Bedenken hatte der Datenschutzbeauftragte in der letzten Sitzung insoweit erhoben, als der Zeitraum der Evaluation zu kurz sei und deshalb keine messbaren Ergebnisse vorliegen würden, sodass eine Entscheidung auf dieser Grundlage nur schwer getroffen werden könne.
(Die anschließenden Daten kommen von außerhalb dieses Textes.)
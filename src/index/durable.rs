//! Durable component - lifecycle plumbing shared by on-disk structures.

use std::sync::Arc;

use parking_lot::Mutex;
use tracing::{debug, error};

use crate::common::Result;
use crate::storage::{
    AtomicOperation, AtomicOperationsManager, NoopStatistics, OperationGuard, OperationKind,
    PageStorage, PerformanceStatistics,
};

/// Identity and collaborators of a component backed by one storage file.
///
/// The backing file is named `name + extension`. Structural changes run
/// through [`in_atomic_operation`](Self::in_atomic_operation), which commits
/// on success and rolls back on any failure.
pub struct DurableComponent {
    name: String,
    extension: String,
    atomic: Arc<AtomicOperationsManager>,
    stats: Arc<dyn PerformanceStatistics>,
    /// Label of the atomic operation in flight, if any.
    current: Mutex<Option<&'static str>>,
}

impl DurableComponent {
    pub fn new(
        name: impl Into<String>,
        extension: impl Into<String>,
        atomic: Arc<AtomicOperationsManager>,
    ) -> Self {
        Self::with_statistics(name, extension, atomic, Arc::new(NoopStatistics))
    }

    pub fn with_statistics(
        name: impl Into<String>,
        extension: impl Into<String>,
        atomic: Arc<AtomicOperationsManager>,
        stats: Arc<dyn PerformanceStatistics>,
    ) -> Self {
        Self {
            name: name.into(),
            extension: extension.into(),
            atomic,
            stats,
            current: Mutex::new(None),
        }
    }

    #[inline]
    pub fn name(&self) -> &str {
        &self.name
    }

    #[inline]
    pub fn extension(&self) -> &str {
        &self.extension
    }

    /// Name of the backing file.
    pub fn full_name(&self) -> String {
        format!("{}{}", self.name, self.extension)
    }

    pub fn storage(&self) -> &Arc<dyn PageStorage> {
        self.atomic.storage()
    }

    pub fn atomic_operations(&self) -> &Arc<AtomicOperationsManager> {
        &self.atomic
    }

    /// Label of the atomic operation currently running, if any.
    pub fn current_operation(&self) -> Option<&'static str> {
        *self.current.lock()
    }

    /// Report an operation to the statistics collaborator until the guard drops.
    pub fn track(&self, kind: OperationKind) -> OperationGuard<'_> {
        OperationGuard::new(self.stats.as_ref(), &self.name, kind)
    }

    /// Run `body` inside a fresh atomic operation.
    ///
    /// On success the operation is committed. If `body` or the commit fails,
    /// the operation is rolled back and the cause is returned as
    /// [`Error::Lifecycle`](crate::Error::Lifecycle) tagged with `label`.
    /// A failing rollback is logged and does not replace the cause.
    ///
    /// Locks taken by `body` are released when it returns, before the commit.
    pub fn in_atomic_operation<R>(
        &self,
        label: &'static str,
        body: impl FnOnce(&mut AtomicOperation) -> Result<R>,
    ) -> Result<R> {
        let mut op = self.atomic.begin(true);
        let id = op.id();
        *self.current.lock() = Some(label);

        let result = match body(&mut op) {
            Ok(value) => self.atomic.commit(op).map(|()| value),
            Err(cause) => {
                if let Err(e) = self.atomic.rollback(op) {
                    error!(
                        component = %self.name,
                        operation = label,
                        error = %e,
                        "rollback failed"
                    );
                }
                Err(cause)
            }
        };
        *self.current.lock() = None;

        match result {
            Ok(value) => {
                debug!(component = %self.name, operation = label, id, "atomic operation committed");
                Ok(value)
            }
            Err(cause) => Err(cause.lifecycle(label, self.name.clone())),
        }
    }
}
Rechtswidrig ist das Institut der Gefahrenabfrage der Gerichtsvollzieher auch nach Ansicht des Datenschutzbeauftragten nicht. Unserer Ansicht nach muss dieses Recht den Gerichtsvollziehern deshalb auch weiterhin zustehen. Alle Gerichtsvollzieher müssen weiterhin, also ab dem 01.01.2017, die Möglichkeit haben, bei der zuständigen Polizeidienststelle abfragen zu dürfen, ob die Person, gegen die vollstreckt werden muss, gefährlich ist oder nicht.

Zu eventuellen Einwänden, der Gerichtsvollzieher könnte Informationen an Dritte unberechtigt weitergeben, ist zu sagen: Dies mag datenschutzrechtlich bedenklich sein, aber erstens haben die Bedenken mit dem Gesetz und mit seinem Rahmen gar nichts, aber auch wirklich gar nichts zu tun. Über die ordnungsgemäße Wahrnehmung der gesetzlich geregelten Abfragemöglichkeit hat allein der Dienstherr zu wachen. Der Dienstherr tut es schon jetzt. Zweitens ist in Zeiten der sogenannten Reichsbürger wohl jedem klar – wir haben gerade in der Aktuellen Debatte intensiv darüber diskutiert –, wie wichtig es erscheint, eine solche Abfragemöglichkeit weiterhin zu erhalten.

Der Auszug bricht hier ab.